Below this header material in the Python file are three text mining categories:

  • General: agriculture, animals, clothing, etc.

  • Geographic (based loosely on migration statistics from the 1910 Idaho census[3]): britain, canada, china, etc.

  • Custom (example from our Rural Women’s History Project): Marriage and Divorce, Motherhood, Reproductive Rights, etc.

Each of these sections have a list of fifty associated words and phrases that the script is searching for within the combined transcription corpus. These were generated using Chatgpt with the following qualifications:

  • The word or phrase is only associated with one section. For example, regarding the sections agriculture and animals, the word “pasture” would be excluded since it could refer to both the land used for grazing animals and also the act of animals grazing.

  • Exclude homographs (words that are spelled the same but have different meanings). For example, sow refers both to an adult female pig and the agricultural act of planting seeds in the ground.

  • Place names and how certain nationalities would refer to themselves for the geographic sections. For example, “Philippines”, “Filipino”, “Tagalog…”, “Norwegian”, “Norway”, “Oslo…” or “Japanese”, “Japan”, “Tokyo”, etc.

These text mining categories and sections produce a total of 2,250 associated words phrases that are being identified across the combined transcript corpus before the script tallies these words to generate the output shown below:

 List of tags with their associated words tallied in descending order.
Example of Text Mining Tool Output for the Rural Women's History Project

Future iterations of this repository will modularize the General, Geographic and Custom sections for easier navigation instead of its current form as a single, expansive Python file. See Appendix 1 for an excerpt of this script or visit the GitHub repository to view code in full.

Apps Script Connection and Customization

Once this text mining data is produced, it can be copied and pasted into a “primary tag sheet” in Google Sheets, located in the same folder as the transcripts for student workers to access and edit. Using the Text to Columns function, tag names are split into column A and their associated words into column B.
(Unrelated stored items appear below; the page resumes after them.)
pub mod gate;
pub mod transport;

use std::sync::Arc;
use std::time::{Duration, SystemTime, UNIX_EPOCH};

use tracing::{debug, warn};

use crate::api::health::HealthState;
use crate::api::latency::LatencyStats;
use crate::clock::Clock;
use crate::error::{FetchError, NetworkHint};

pub use gate::RateGate;
#[cfg(test)]
pub use transport::RawResponse;
pub use transport::{ReqwestTransport, Transport, TransportError};

use transport::redact;

#[derive(Debug, Clone, Copy)]
pub struct RetryPolicy {
    /// Retries after the first 429; the request is attempted at most `max_retries + 1` times.
    pub max_retries: u32,
    /// Delay before the first retry; doubles on every further retry.
    pub base_delay: Duration,
}

impl RetryPolicy {
    pub fn delay_for(&self, retry_index: u32) -> Duration {
        self.base_delay.saturating_mul(2u32.saturating_pow(retry_index))
    }
}

/// Rate-limited, retrying GET against the upstream provider.
///
/// Every attempt (retries included) passes the shared [`RateGate`] first.
/// 429 is retried with exponential backoff, 403 fails immediately, an empty
/// 2xx body is `Ok(None)` and a non-empty body that is not JSON is
/// `FetchError::InvalidPayload`.
pub struct RateLimitedFetcher {
    transport: Arc<dyn Transport>,
    gate: Arc<RateGate>,
    clock: Arc<dyn Clock>,
    retry: RetryPolicy,
    health: Arc<HealthState>,
    latency: Arc<LatencyStats>,
}

impl RateLimitedFetcher {
    pub fn new(
        transport: Arc<dyn Transport>,
        gate: Arc<RateGate>,
        clock: Arc<dyn Clock>,
        retry: RetryPolicy,
        health: Arc<HealthState>,
        latency: Arc<LatencyStats>,
    ) -> Self {
        Self { transport, gate, clock, retry, health, latency }
    }

    pub async fn fetch(&self, url: &str) -> Result<Option<Vec<u8>>, FetchError> {
        let mut retries = 0u32;

        loop {
            let waited = self.gate.acquire().await;
            if !waited.is_zero() {
                debug!(
                    wait_ms = waited.as_millis() as u64,
                    "[FETCH] spacing gate held request for {:.1}s",
                    waited.as_secs_f64()
                );
            }

            self.health.record_upstream_call(now_ms());
            let started = std::time::Instant::now();
            let result = self.transport.get(url).await;
            self.latency.record(started.elapsed());

            let resp = match result {
                Ok(r) => r,
                Err(TransportError::Timeout) => {
                    warn!("[FETCH] timeout on {}", redact(url));
                    return Err(FetchError::Timeout);
                }
                Err(TransportError::Connect(detail)) | Err(TransportError::Other(detail)) => {
                    warn!("[FETCH] transport failure on {}: {detail}", redact(url));
                    return Err(FetchError::Network { hint: self.hint(), detail });
                }
            };

            match resp.status {
                403 => {
                    warn!("[FETCH] 403 on {} (not retried)", redact(url));
                    return Err(FetchError::Forbidden);
                }
                429 if retries < self.retry.max_retries => {
                    let delay = self.retry.delay_for(retries);
                    retries += 1;
                    self.health.inc_upstream_retries();
                    warn!(
                        attempt = retries,
                        max_retries = self.retry.max_retries,
                        delay_ms = delay.as_millis() as u64,
                        "[FETCH] 429 from upstream, retrying in {:.1}s ({retries}/{})",
                        delay.as_secs_f64(),
                        self.retry.max_retries,
                    );
                    self.clock.sleep(delay).await;
                    continue;
                }
                429 => {
                    self.health.inc_rate_limit_exhausted();
                    warn!("[FETCH] 429 persisted after {retries} retries on {}", redact(url));
                    return Err(FetchError::RateLimited { attempts: retries + 1 });
                }
                s if !(200..300).contains(&s) => {
                    warn!("[FETCH] upstream status {s} on {}", redact(url));
                    return Err(FetchError::Network {
                        hint: self.hint(),
                        detail: format!("upstream responded with status {s}"),
                    });
                }
                _ => {}
            }

            if resp.body.iter().all(|b| b.is_ascii_whitespace()) {
                debug!("[FETCH] empty body from {}; treating as no data", redact(url));
                return Ok(None);
            }

            serde_json::from_slice::<serde::de::IgnoredAny>(&resp.body)
                .map_err(|e| FetchError::InvalidPayload(e.to_string()))?;

            return Ok(Some(resp.body));
        }
    }

    fn hint(&self) -> NetworkHint {
        if self.transport.via_proxy() {
            NetworkHint::Intermediary
        } else {
            NetworkHint::Generic
        }
    }
}

fn now_ms() -> u64 {
    SystemTime::now()
        .duration_since(UNIX_EPOCH)
        .unwrap_or_default()
        .as_millis() as u64
}

#[cfg(test)]
pub mod testing {
    use std::collections::VecDeque;
    use std::sync::Mutex;

    use async_trait::async_trait;
    use tokio::time::Instant;

    use super::*;

    /// Transport that replays queued responses and records every call.
    pub struct ScriptedTransport {
        responses: Mutex<VecDeque<Result<RawResponse, TransportError>>>,
        /// Returned once the queue is drained.
        fallback: RawResponse,
        pub calls: Mutex<Vec<(String, Instant)>>,
        pub proxy: bool,
    }

    impl ScriptedTransport {
        pub fn new(responses: Vec<Result<RawResponse, TransportError>>) -> Self {
            Self {
                responses: Mutex::new(responses.into()),
                fallback: RawResponse::new(200, "{}"),
                calls: Mutex::new(Vec::new()),
                proxy: false,
            }
        }

        pub fn always(resp: RawResponse) -> Self {
            let mut t = Self::new(Vec::new());
            t.fallback = resp;
            t
        }

        pub fn call_count(&self) -> usize {
            self.calls.lock().unwrap().len()
        }

        pub fn call_starts(&self) -> Vec<Instant> {
            self.calls.lock().unwrap().iter().map(|(_, at)| *at).collect()
        }

        pub fn urls(&self) -> Vec<String> {
            self.calls.lock().unwrap().iter().map(|(u, _)| u.clone()).collect()
        }
    }

    #[async_trait]
    impl Transport for ScriptedTransport {
        async fn get(&self, url: &str) -> Result<RawResponse, TransportError> {
            self.calls.lock().unwrap().push((url.to_string(), Instant::now()));
            self.responses
                .lock()
                .unwrap()
                .pop_front()
                .unwrap_or_else(|| Ok(self.fallback.clone()))
        }

        fn via_proxy(&self) -> bool {
            self.proxy
        }
    }

    pub fn fetcher_with(
        transport: Arc<dyn Transport>,
        clock: Arc<dyn Clock>,
        spacing: Duration,
        retry: RetryPolicy,
    ) -> RateLimitedFetcher {
        RateLimitedFetcher::new(
            transport,
            Arc::new(RateGate::new(spacing, clock.clone())),
            clock,
            retry,
            Arc::new(HealthState::new()),
            Arc::new(LatencyStats::new()),
        )
    }
}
Example of the formatted primary tags sheet with headers reading tags in column A and associated words in column B.
Excerpt of a formatted primary tags sheet, utilizing the Rural Women's History Project text mining tool output

After making some minor adjustments to the individual transcript that has been generated using Premiere necessary for the Oral History as Data framework, student workers access the Apps Script extension located in the drop down menu. Transcribers then enter the code (see Appendix 2), and make two minor adjustments:

  • Change the sheet name of the transcript they are editing on line 6

  • Change the URL of their primary tag sheet on line 13, then save and run the code.

Now the individual transcript is connected to the Primary Tag Sheet, which will automatically search the text column for these associated words and fill in the tag column of the transcript with that data.

It’s important to state that this process is not intended to replace human transcribers but shifts the focus from manual tagging to copy editing, reducing heavy lifting and repetition.

If transcribers notice that a tag is either not applicable or missing from the Primary Tag Sheet, they are encouraged to make these additions or subtractions and rerun the Apps Script on their individual transcripts, which will automatically make these adjustments. If transcribers notice errors that are more specific to individual sections of dialogue, they can paste it into the additions or subtractions column so these changes aren’t replaced by future runs of the Apps Script and reflected in the final copyedited version that is implemented in the digital collection.